Il terzo caso, ancora nel XIX secolo, fu quello di Benjamin Harrison contro Grover Cleveland. Come il precedente caso, anche questa elezione fu condizionata dai brogli, in particolare dalla compravendita dei voti. Nella disputa fu decisiva l’Indiana, dove Harrison riuscì a imporsi nonostante Cleveland avesse vinto lì quattro anni prima. Harrison divenne il 23° presidente degli Stati Uniti grazie ai suoi 233 Grandi Elettori anche se con 91 mila voti totali di meno.

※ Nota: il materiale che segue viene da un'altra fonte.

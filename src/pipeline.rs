// SPDX-License-Identifier: PMPL-1.0-or-later
//! Running the fixers over a document and packaging the outcome.
//!
//! One [`Document`] is built per input. The [`Pipeline`] hands it to each
//! fixer in turn as `&mut Document`, so no two fixers ever touch the tree
//! at the same time and each runs exactly once. Their changes and warnings
//! are concatenated in fixer order into a [`DocumentReport`].

use crate::document::Document;
use crate::error::{CmFormsError, Result};
use crate::fixers::{AmbiguousControlFixer, AriaRequiredFixer, Fixer, FixerResult, LabelFixer};
use crate::scanner;
use serde::Serialize;
use std::path::{Path, PathBuf};
use tracing::{debug, info, warn};

/// Appended to the output path when nothing is written
pub const PREVIEW_MARKER: &str = " (preview)";

/// An ordered sequence of fixers
pub struct Pipeline {
    fixers: Vec<Box<dyn Fixer>>,
}

impl Default for Pipeline {
    /// Label fixer, then required-field fixer, then ambiguous-text fixer
    fn default() -> Self {
        Self::with_fixers(vec![
            Box::new(LabelFixer),
            Box::new(AriaRequiredFixer),
            Box::new(AmbiguousControlFixer),
        ])
    }
}

impl Pipeline {
    pub fn new() -> Self {
        Self::default()
    }

    /// A pipeline running exactly `fixers`, in the given order
    pub fn with_fixers(fixers: Vec<Box<dyn Fixer>>) -> Self {
        Self { fixers }
    }

    /// Names of the fixers, in run order
    pub fn fixer_names(&self) -> Vec<&str> {
        self.fixers.iter().map(|fixer| fixer.name()).collect()
    }

    /// Apply every fixer once, in order, and concatenate their output
    pub fn run(&self, document: &mut Document) -> FixerResult {
        let mut combined = FixerResult::new();

        for fixer in &self.fixers {
            let result = fixer.apply(document);
            debug!(
                fixer = fixer.name(),
                changes = result.changes.len(),
                warnings = result.warnings.len(),
                "Fixer applied"
            );
            combined.extend(result);
        }

        combined
    }
}

/// Result of processing one input document
#[derive(Debug, Clone, PartialEq, Eq, Serialize)]
pub struct DocumentReport {
    /// The input file
    pub source: PathBuf,
    /// Where the fixed markup goes, or the same path marked as a preview
    pub output_path: String,
    /// Every change, in pipeline order
    pub changes: Vec<String>,
    /// Every warning, in pipeline order
    pub warnings: Vec<String>,
    /// Whether writing was skipped
    pub dry_run: bool,
    /// The fixed markup; `None` in dry-run mode
    #[serde(skip)]
    pub output: Option<String>,
}

impl DocumentReport {
    pub fn has_changes(&self) -> bool {
        !self.changes.is_empty()
    }

    pub fn has_warnings(&self) -> bool {
        !self.warnings.is_empty()
    }
}

/// Outcome for one input of a batch
#[derive(Debug, Clone, PartialEq, Eq, Serialize)]
#[serde(tag = "status", rename_all = "lowercase")]
pub enum FileOutcome {
    Processed(DocumentReport),
    Failed { path: PathBuf, error: String },
}

impl FileOutcome {
    pub fn path(&self) -> &Path {
        match self {
            FileOutcome::Processed(report) => &report.source,
            FileOutcome::Failed { path, .. } => path,
        }
    }

    pub fn is_failure(&self) -> bool {
        matches!(self, FileOutcome::Failed { .. })
    }
}

/// Parse `input` and run the default pipeline over it
pub fn process_markup(input: &str) -> (Document, FixerResult) {
    let mut document = Document::parse(input);
    let result = Pipeline::default().run(&mut document);
    (document, result)
}

/// Process already-read markup for `source` without touching the filesystem
pub fn process_document(source: &Path, input: &str, dry_run: bool) -> DocumentReport {
    let (document, result) = process_markup(input);
    let output_path = scanner::output_path_for(source).display().to_string();

    DocumentReport {
        source: source.to_path_buf(),
        output_path: if dry_run {
            format!("{}{}", output_path, PREVIEW_MARKER)
        } else {
            output_path
        },
        changes: result.changes,
        warnings: result.warnings,
        dry_run,
        output: (!dry_run).then(|| document.serialize()),
    }
}

/// Read, fix and (unless `dry_run`) write `<stem>_cm<ext>` next to `path`
pub fn process_file(path: &Path, dry_run: bool) -> Result<DocumentReport> {
    if path.file_stem().is_none() {
        return Err(CmFormsError::InvalidPath(path.to_path_buf()));
    }

    let content = std::fs::read_to_string(path)?;
    let report = process_document(path, &content, dry_run);

    if let Some(ref output) = report.output {
        std::fs::write(scanner::output_path_for(path), output)?;
    }

    info!(
        "Processed {} -> {} ({} changes, {} warnings)",
        path.display(),
        report.output_path,
        report.changes.len(),
        report.warnings.len()
    );

    Ok(report)
}

/// Process every path; a failing file is recorded and the rest still run
pub fn process_batch(paths: &[PathBuf], dry_run: bool) -> Vec<FileOutcome> {
    paths
        .iter()
        .map(|path| match process_file(path, dry_run) {
            Ok(report) => FileOutcome::Processed(report),
            Err(e) => {
                warn!("Failed to process {}: {}", path.display(), e);
                FileOutcome::Failed {
                    path: path.clone(),
                    error: e.to_string(),
                }
            }
        })
        .collect()
}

Bisognerà aspettare il XXI secolo per veder ripetersi questo fenomeno. Come abbiamo visto, le controverse elezioni del 2000 furono vinte da Bush nonostante i fatti riportati sopra. Tuttavia, il caso più recente è quello di Donald Trump. Nel 2016, infatti, il Tycoon riuscì a battere la favoritissima Hillary Clinton proprio grazie al sistema dell’Electoral College. La ex segretario di Stato ottenne 2,8 milioni di voti in più rispetto a Trump, ma quest’ultimo vinse abbondantemente grazie ai suoi 304 Grandi Elettori contro i 227 della sfidante.

Un sistema da cambiare?

Il sistema elettorale degli Stati Uniti è stato, a più riprese e da più parti, criticato. La più grande democrazia del mondo, secondo l’autodefinizione, utilizza una modalità di scelta per il proprio presidente quantomeno singolare, in cui non basta ricevere più voti per essere eletti.

Secondo un sondaggio di NBC e del Wall Street Journal, il 53% degli statunitensi sarebbe a favore di un cambiamento nel sistema elettorale. Un altro dato interessante emerge da un sondaggio Gallup secondo il quale, nel 2012, tra gli elettori Demcoratici il 69% voleva un cambiamento dell’Electoral College, mentre tra i Repubblicani erano il 54%; a novembre 2016, invece, i Democratici favorevoli erano l’89%, mentre i Repubblicani il 19%.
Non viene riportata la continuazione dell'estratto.